Task goal: What is needed here is every entry, retyped exactly.

================================

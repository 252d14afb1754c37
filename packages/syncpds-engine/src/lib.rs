/*
 * SyncPDS Engine - Demand-Driven Alias & Typestate Analysis
 *
 * Feature-First Hexagonal Architecture:
 * - shared/      : Program model (Method, Statement, Val, Field, Node) + ProgramModel port
 * - features/    : Vertical slices (weights → wpds → sync_pds → query → typestate)
 * - config/      : Analysis configuration (presets, validation, YAML)
 *
 * Core:
 * - Weighted pushdown systems saturated with an explicit worklist
 * - Call-stack and field-stack automata kept synchronized
 * - Points-of-indirection resolved by alias sub-queries
 */

// Crate-level lint configuration
#![allow(clippy::too_many_arguments)] // Flow functions need program + node + call site
#![allow(clippy::type_complexity)] // Nested maps for return coupling
#![allow(clippy::module_inception)] // Module naming intentional
#![allow(clippy::new_without_default)] // Default impl not always needed
#![allow(clippy::collapsible_if)] // Readability over brevity
#![allow(clippy::collapsible_else_if)] // else if clarity
#![allow(clippy::match_like_matches_macro)] // Match for readability
#![allow(clippy::single_match)] // Single match for readability

pub mod config;
pub mod errors;
pub mod features;
pub mod shared;

pub use errors::{Result, SyncPdsError};

// Re-export the query surface
pub use features::query::{
    AnalysisContext, AnalysisScope, BackwardQuery, BackwardResults, ForwardQuery, ForwardResults,
    InMemoryProgram, Query, QueryEngine, SolverHandle, WholeProgramAnalysis,
};
pub use features::sync_pds::{SolverStatus, SyncPdsSolver};
pub use features::weights::{OneWeightFunctions, Reachability, Weight, WeightFunctions};
pub use shared::models::{Field, Method, Node, Statement, StatementKind, Val};
pub use shared::ports::ProgramModel;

================================

Solved problem:
repository 252d14afb1754c37
filename packages/syncpds-engine/src/lib.rs
/*
 * SyncPDS Engine - Demand-Driven Alias & Typestate Analysis
 *
 * Feature-First Hexagonal Architecture:
 * - shared/      : Program model (Method, Statement, Val, Field, Node) + ProgramModel port
 * - features/    : Vertical slices (weights → wpds → sync_pds → query → typestate)
 * - config/      : Analysis configuration (presets, validation, YAML)
 *
 * Core:
 * - Weighted pushdown systems saturated with an explicit worklist
 * - Call-stack and field-stack automata kept synchronized
 * - Points-of-indirection resolved by alias sub-queries
 */

// Crate-level lint configuration
#![allow(clippy::too_many_arguments)] // Flow functions need program + node + call site
#![allow(clippy::type_complexity)] // Nested maps for return coupling
#![allow(clippy::module_inception)] // Module naming intentional
#![allow(clippy::new_without_default)] // Default impl not always needed
#![allow(clippy::collapsible_if)] // Readability over brevity
#![allow(clippy::collapsible_else_if)] // else if clarity
#![allow(clippy::match_like_matches_macro)] // Match for readability
#![allow(clippy::single_match)] // Single match for readability

pub mod config;
pub mod errors;
pub mod features;
pub mod shared;

pub use errors::{Result, SyncPdsError};

// Re-export the query surface
pub use features::query::{
    AnalysisContext, AnalysisScope, BackwardQuery, BackwardResults, ForwardQuery, ForwardResults,
    InMemoryProgram, Query, QueryEngine, SolverHandle, WholeProgramAnalysis,
};
pub use features::sync_pds::{SolverStatus, SyncPdsSolver};
pub use features::weights::{OneWeightFunctions, Reachability, Weight, WeightFunctions};
pub use shared::models::{Field, Method, Node, Statement, StatementKind, Val};
pub use shared::ports::ProgramModel;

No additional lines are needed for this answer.